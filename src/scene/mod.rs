//! Scene graph
//!
//! Nodes live in an arena owned by the [`Scene`]. Each node exclusively owns
//! its children; the parent link is a plain back-reference used for transform
//! composition. Components are a closed set of variants visited with `match`.

mod camera;
mod component;
mod environment;
mod light;
mod particles;
mod transform;

pub use camera::*;
pub use component::*;
pub use environment::*;
pub use light::*;
pub use particles::*;
pub use transform::*;

use glam::Mat4;
use slotmap::{new_key_type, SlotMap};
use thiserror::Error;

new_key_type! {
    /// Handle to a scene node
    pub struct NodeId;
}

/// Scene error type
#[derive(Error, Debug, Clone, PartialEq)]
pub enum SceneError {
    #[error("Node {0:?} does not exist")]
    NodeNotFound(NodeId),
    #[error("Attaching {node:?} under {parent:?} would create a cycle")]
    CycleDetected { node: NodeId, parent: NodeId },
    #[error("The root node cannot be removed or reparented")]
    RootNode,
    #[error("Model '{model}': index {index} out of range (len {len})")]
    InvalidIndex { model: String, index: usize, len: usize },
    #[error("Model '{model}': node '{node}' already lists children, link them through their parent instead")]
    PresetChildren { model: String, node: String },
    #[error("Unknown animation '{0}'")]
    UnknownAnimation(String),
}

pub type SceneResult<T> = Result<T, SceneError>;

/// A scene graph node
#[derive(Debug, Clone)]
pub struct Node {
    pub name: String,
    pub transform: Transform,
    world: Mat4,
    parent: Option<NodeId>,
    children: Vec<NodeId>,
    components: Vec<Component>,
}

impl Node {
    fn new(name: &str, transform: Transform, parent: Option<NodeId>) -> Self {
        Self {
            name: name.to_string(),
            transform,
            world: transform.matrix(),
            parent,
            children: Vec::new(),
            components: Vec::new(),
        }
    }

    /// World transform as of the last propagation
    pub fn world(&self) -> Mat4 {
        self.world
    }

    pub fn parent(&self) -> Option<NodeId> {
        self.parent
    }

    pub fn children(&self) -> &[NodeId] {
        &self.children
    }

    pub fn components(&self) -> &[Component] {
        &self.components
    }

    pub fn components_mut(&mut self) -> &mut [Component] {
        &mut self.components
    }
}

/// The scene graph
pub struct Scene {
    nodes: SlotMap<NodeId, Node>,
    root: NodeId,
}

impl Scene {
    pub fn new() -> Self {
        let mut nodes = SlotMap::with_key();
        let root = nodes.insert(Node::new("root", Transform::default(), None));
        Self { nodes, root }
    }

    pub fn root(&self) -> NodeId {
        self.root
    }

    /// Number of nodes, including the root
    pub fn len(&self) -> usize {
        self.nodes.len()
    }

    pub fn is_empty(&self) -> bool {
        self.nodes.len() <= 1
    }

    pub fn node(&self, id: NodeId) -> Option<&Node> {
        self.nodes.get(id)
    }

    pub fn node_mut(&mut self, id: NodeId) -> Option<&mut Node> {
        self.nodes.get_mut(id)
    }

    /// Create a node as the last child of `parent`
    pub fn add_node(&mut self, name: &str, transform: Transform, parent: NodeId) -> SceneResult<NodeId> {
        if !self.nodes.contains_key(parent) {
            return Err(SceneError::NodeNotFound(parent));
        }
        let id = self.nodes.insert(Node::new(name, transform, Some(parent)));
        self.nodes[parent].children.push(id);
        Ok(id)
    }

    /// Create a node under the root
    pub fn spawn(&mut self, name: &str, transform: Transform) -> NodeId {
        let id = self.nodes.insert(Node::new(name, transform, Some(self.root)));
        self.nodes[self.root].children.push(id);
        id
    }

    pub fn add_component(&mut self, id: NodeId, component: impl Into<Component>) -> SceneResult<()> {
        let node = self.nodes.get_mut(id).ok_or(SceneError::NodeNotFound(id))?;
        node.components.push(component.into());
        Ok(())
    }

    /// Move `node` with its subtree under `parent`
    pub fn reparent(&mut self, node: NodeId, parent: NodeId) -> SceneResult<()> {
        if node == self.root {
            return Err(SceneError::RootNode);
        }
        for id in [node, parent] {
            if !self.nodes.contains_key(id) {
                return Err(SceneError::NodeNotFound(id));
            }
        }
        if self.is_ancestor_or_self(node, parent) {
            return Err(SceneError::CycleDetected { node, parent });
        }

        self.detach(node);
        self.nodes[node].parent = Some(parent);
        self.nodes[parent].children.push(node);
        Ok(())
    }

    /// Remove `node` and every node it owns; returns the number removed
    pub fn remove_node(&mut self, node: NodeId) -> SceneResult<usize> {
        if node == self.root {
            return Err(SceneError::RootNode);
        }
        if !self.nodes.contains_key(node) {
            return Err(SceneError::NodeNotFound(node));
        }
        self.detach(node);

        let mut removed = 0;
        let mut stack = vec![node];
        while let Some(id) = stack.pop() {
            if let Some(removed_node) = self.nodes.remove(id) {
                stack.extend(removed_node.children);
                removed += 1;
            }
        }
        log::trace!("Scene: removed {} nodes", removed);
        Ok(removed)
    }

    fn detach(&mut self, node: NodeId) {
        if let Some(parent) = self.nodes[node].parent.take() {
            if let Some(parent) = self.nodes.get_mut(parent) {
                parent.children.retain(|child| *child != node);
            }
        }
    }

    fn is_ancestor_or_self(&self, ancestor: NodeId, mut node: NodeId) -> bool {
        loop {
            if node == ancestor {
                return true;
            }
            match self.nodes.get(node).and_then(|n| n.parent) {
                Some(parent) => node = parent,
                None => return false,
            }
        }
    }

    /// Visit every node depth first, parents before children, children in order
    pub fn traverse<'s>(&'s self, mut f: impl FnMut(NodeId, &'s Node)) {
        let mut stack = vec![self.root];
        while let Some(id) = stack.pop() {
            let Some(node) = self.nodes.get(id) else {
                continue;
            };
            f(id, node);
            stack.extend(node.children.iter().rev());
        }
    }

    /// Recompute world transforms top-down and write derived data back into
    /// components (light directions, camera views, model joints)
    pub fn propagate_transforms(&mut self) {
        let mut stack = vec![(self.root, Mat4::IDENTITY)];
        while let Some((id, parent_world)) = stack.pop() {
            let Some(node) = self.nodes.get_mut(id) else {
                continue;
            };
            node.world = match node.parent {
                Some(_) => parent_world * node.transform.matrix(),
                None => node.transform.matrix(),
            };
            let world = node.world;
            for component in &mut node.components {
                component.update_from_world(world);
            }
            stack.extend(node.children.iter().rev().map(|child| (*child, world)));
        }
    }

    /// Advance animations by `dt` seconds, then propagate transforms
    pub fn update(&mut self, dt: f32) {
        for node in self.nodes.values_mut() {
            for component in &mut node.components {
                component.animate(dt);
            }
        }
        self.propagate_transforms();
    }
}

impl Default for Scene {
    fn default() -> Self {
        Self::new()
    }
}

#[cfg(test)]
mod tests {
    use super::*;
    use glam::Vec3;

    fn names(scene: &Scene) -> Vec<String> {
        let mut out = Vec::new();
        scene.traverse(|_, node| out.push(node.name.clone()));
        out
    }

    #[test]
    fn test_traversal_is_preorder() {
        let mut scene = Scene::new();
        let a = scene.spawn("a", Transform::default());
        scene.add_node("a1", Transform::default(), a).unwrap();
        scene.add_node("a2", Transform::default(), a).unwrap();
        scene.spawn("b", Transform::default());
        assert_eq!(names(&scene), ["root", "a", "a1", "a2", "b"]);
    }

    #[test]
    fn test_world_composes_parent() {
        let mut scene = Scene::new();
        let parent = scene.spawn("parent", Transform::from_position(Vec3::new(1.0, 0.0, 0.0)));
        let child = scene
            .add_node("child", Transform::from_position(Vec3::new(0.0, 2.0, 0.0)), parent)
            .unwrap();
        scene.propagate_transforms();
        let position = scene.node(child).unwrap().world().transform_point3(Vec3::ZERO);
        assert_eq!(position, Vec3::new(1.0, 2.0, 0.0));
    }

    #[test]
    fn test_reparent_rejects_cycles() {
        let mut scene = Scene::new();
        let a = scene.spawn("a", Transform::default());
        let b = scene.add_node("b", Transform::default(), a).unwrap();
        assert_eq!(scene.reparent(a, b), Err(SceneError::CycleDetected { node: a, parent: b }));
        assert_eq!(scene.reparent(a, a), Err(SceneError::CycleDetected { node: a, parent: a }));
        assert_eq!(scene.reparent(scene.root(), a), Err(SceneError::RootNode));

        let c = scene.spawn("c", Transform::default());
        scene.reparent(b, c).unwrap();
        assert!(scene.node(a).unwrap().children().is_empty());
        assert_eq!(scene.node(b).unwrap().parent(), Some(c));
    }

    #[test]
    fn test_remove_drops_subtree() {
        let mut scene = Scene::new();
        let a = scene.spawn("a", Transform::default());
        let b = scene.add_node("b", Transform::default(), a).unwrap();
        scene.add_node("c", Transform::default(), b).unwrap();
        assert_eq!(scene.remove_node(a), Ok(3));
        assert_eq!(scene.len(), 1);
        assert!(scene.node(b).is_none());
        assert!(scene.node(scene.root()).unwrap().children().is_empty());
    }

    #[test]
    fn test_update_writes_back_light_direction() {
        let mut scene = Scene::new();
        let sun = scene.spawn(
            "sun",
            Transform::default().looking_at(Vec3::new(0.0, -1.0, 0.0), Vec3::Z),
        );
        scene.add_component(sun, DirectionalLight::default()).unwrap();
        scene.update(0.016);

        let Component::DirectionalLight(light) = &scene.node(sun).unwrap().components()[0] else {
            panic!("expected a directional light");
        };
        assert!(light.direction.abs_diff_eq(-Vec3::Y, 1e-5));
    }
}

:::::

▶ REQUIRED ACTION
Copy, from the data above, every line where the word "traverse" appears.

▶ RESPONSE
    pub fn traverse<'s>(&'s self, mut f: impl FnMut(NodeId, &'s Node)) {
        scene.traverse(|_, node| out.push(node.name.clone()));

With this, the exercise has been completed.